** Task to complete **
From the data below, return each line in which the string "core" is found.

** Stored data **

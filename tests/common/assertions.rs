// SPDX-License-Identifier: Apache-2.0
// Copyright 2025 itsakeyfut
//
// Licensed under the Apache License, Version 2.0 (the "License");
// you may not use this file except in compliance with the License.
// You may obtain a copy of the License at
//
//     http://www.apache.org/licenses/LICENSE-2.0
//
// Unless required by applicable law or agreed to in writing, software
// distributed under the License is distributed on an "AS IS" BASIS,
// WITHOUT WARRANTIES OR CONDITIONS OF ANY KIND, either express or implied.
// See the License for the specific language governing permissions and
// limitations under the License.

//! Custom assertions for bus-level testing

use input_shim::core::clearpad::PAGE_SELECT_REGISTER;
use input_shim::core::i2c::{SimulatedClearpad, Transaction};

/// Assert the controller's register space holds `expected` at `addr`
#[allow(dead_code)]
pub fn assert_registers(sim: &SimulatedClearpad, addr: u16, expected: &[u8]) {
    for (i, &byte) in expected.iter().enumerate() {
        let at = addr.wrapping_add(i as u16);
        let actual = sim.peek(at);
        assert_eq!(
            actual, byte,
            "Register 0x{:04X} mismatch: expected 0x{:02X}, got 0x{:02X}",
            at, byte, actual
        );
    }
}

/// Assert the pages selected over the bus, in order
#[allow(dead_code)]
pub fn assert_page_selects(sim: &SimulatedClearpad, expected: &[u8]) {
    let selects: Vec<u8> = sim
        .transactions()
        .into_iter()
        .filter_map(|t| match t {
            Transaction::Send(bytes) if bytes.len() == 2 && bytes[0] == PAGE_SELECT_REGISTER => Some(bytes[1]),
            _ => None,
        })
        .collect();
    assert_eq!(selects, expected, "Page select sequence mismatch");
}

** Expected output **
use input_shim::core::clearpad::PAGE_SELECT_REGISTER;
use input_shim::core::i2c::{SimulatedClearpad, Transaction};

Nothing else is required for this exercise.